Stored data
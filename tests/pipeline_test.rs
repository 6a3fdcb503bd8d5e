//! End-to-end pipeline test: raw lines in, counters and notifications out.

use chrono::Utc;
use sentinel::aggregator::{StatsAggregator, DEFAULT_SAMPLE_CAPACITY};
use sentinel::alerts::{AlertEngine, ClassifiedLine};
use sentinel::classifier::Classifier;
use sentinel::config::Rule;
use sentinel::events::{RawLine, Severity};

fn database_rule(threshold: u64) -> Rule {
    Rule {
        name: "Database".to_string(),
        pattern: "(?i)database.*error".to_string(),
        threshold,
        severity: Severity::Error,
        cooldown_secs: 60,
        window_secs: None,
    }
}

fn raw(seq: u64, text: &str) -> RawLine {
    RawLine {
        source_id: 0,
        seq,
        text: text.to_string(),
        observed_at: Utc::now(),
    }
}

#[test]
fn test_info_and_rule_match_flow_through_pipeline() {
    let rules = vec![database_rule(1)];
    let classifier = Classifier::new(&rules).unwrap();
    let aggregator = StatsAggregator::new(
        vec!["Database".to_string()],
        DEFAULT_SAMPLE_CAPACITY,
        Utc::now(),
    );
    let mut engine = AlertEngine::new(rules);

    let lines = vec![
        raw(0, "[INFO] Service started on port 8080"),
        raw(1, "[ERROR] Database connection failed"),
    ];

    let mut notifications = Vec::new();
    for line in lines {
        let classification = classifier.classify(&line);
        aggregator.record(&classification);
        if classification.matched_rule.is_some() {
            let event = ClassifiedLine {
                classification,
                text: line.text,
            };
            if let Some(n) = engine.observe(&event, Utc::now()) {
                notifications.push(n);
            }
        }
    }

    let totals = aggregator.totals();
    assert_eq!(totals.lines, 2);
    assert_eq!(totals.info, 1);
    assert_eq!(totals.error, 1);
    assert_eq!(totals.errors(), 1);
    assert_eq!(aggregator.rule_count("Database"), Some(1));

    assert_eq!(notifications.len(), 1);
    assert_eq!(notifications[0].rule_name, "Database");
    assert_eq!(notifications[0].trigger_count, 1);
    assert!(notifications[0].message.contains("Database"));
}

#[test]
fn test_burst_is_rate_limited_to_one_notification() {
    let rules = vec![database_rule(1)];
    let classifier = Classifier::new(&rules).unwrap();
    let mut engine = AlertEngine::new(rules);
    let now = Utc::now();

    let mut fired = 0;
    for seq in 0..1000 {
        let line = raw(seq, "[ERROR] Database timeout error on shard 3");
        let classification = classifier.classify(&line);
        assert_eq!(classification.matched_rule.as_deref(), Some("Database"));
        let event = ClassifiedLine {
            classification,
            text: line.text,
        };
        if engine.observe(&event, now).is_some() {
            fired += 1;
        }
    }

    assert_eq!(fired, 1);
    assert_eq!(engine.suppressed_count("Database"), Some(999));
}

#[test]
fn test_structured_lines_counted_by_severity() {
    let classifier = Classifier::new(&[]).unwrap();
    let aggregator = StatsAggregator::new(Vec::new(), DEFAULT_SAMPLE_CAPACITY, Utc::now());

    let lines = vec![
        raw(0, r#"{"level": "info", "msg": "ok"}"#),
        raw(1, r#"{"level": "error", "service": "api", "msg": "boom"}"#),
        raw(2, r#"{"level": "fatal", "msg": "kernel gave up"}"#),
        raw(3, "plain text without keywords"),
    ];
    for line in &lines {
        aggregator.record(&classifier.classify(line));
    }

    let totals = aggregator.totals();
    assert_eq!(totals.lines, 4);
    assert_eq!(totals.info, 2);
    assert_eq!(totals.error, 1);
    assert_eq!(totals.panic, 1);
    assert_eq!(totals.errors(), 2);
}

#[test]
fn test_sample_ring_reflects_recorded_deltas() {
    let classifier = Classifier::new(&[]).unwrap();
    let aggregator = StatsAggregator::new(Vec::new(), 10, Utc::now());

    aggregator.record(&classifier.classify(&raw(0, "[INFO] fine")));
    aggregator.record(&classifier.classify(&raw(1, "[ERROR] not fine")));
    aggregator.tick(Utc::now());

    aggregator.record(&classifier.classify(&raw(2, "[INFO] fine again")));
    aggregator.tick(Utc::now());

    let samples = aggregator.snapshot().samples;
    assert_eq!(samples.len(), 2);
    assert_eq!(samples[0].total_delta, 2);
    assert_eq!(samples[0].error_delta, 1);
    assert_eq!(samples[1].total_delta, 1);
    assert_eq!(samples[1].error_delta, 0);
}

> YOUR GOAL:
Set down, please, the lines from the line holding "assert_eq!(totals.panic, 1);" through the final line of the data, exactly and with nothing added.

> RESPONSE FOR THIS EXERCISE:
    assert_eq!(totals.panic, 1);
    assert_eq!(totals.errors(), 2);
}

#[test]
fn test_sample_ring_reflects_recorded_deltas() {
    let classifier = Classifier::new(&[]).unwrap();
    let aggregator = StatsAggregator::new(Vec::new(), 10, Utc::now());

    aggregator.record(&classifier.classify(&raw(0, "[INFO] fine")));
    aggregator.record(&classifier.classify(&raw(1, "[ERROR] not fine")));
    aggregator.tick(Utc::now());

    aggregator.record(&classifier.classify(&raw(2, "[INFO] fine again")));
    aggregator.tick(Utc::now());

    let samples = aggregator.snapshot().samples;
    assert_eq!(samples.len(), 2);
    assert_eq!(samples[0].total_delta, 2);
    assert_eq!(samples[0].error_delta, 1);
    assert_eq!(samples[1].total_delta, 1);
    assert_eq!(samples[1].error_delta, 0);
}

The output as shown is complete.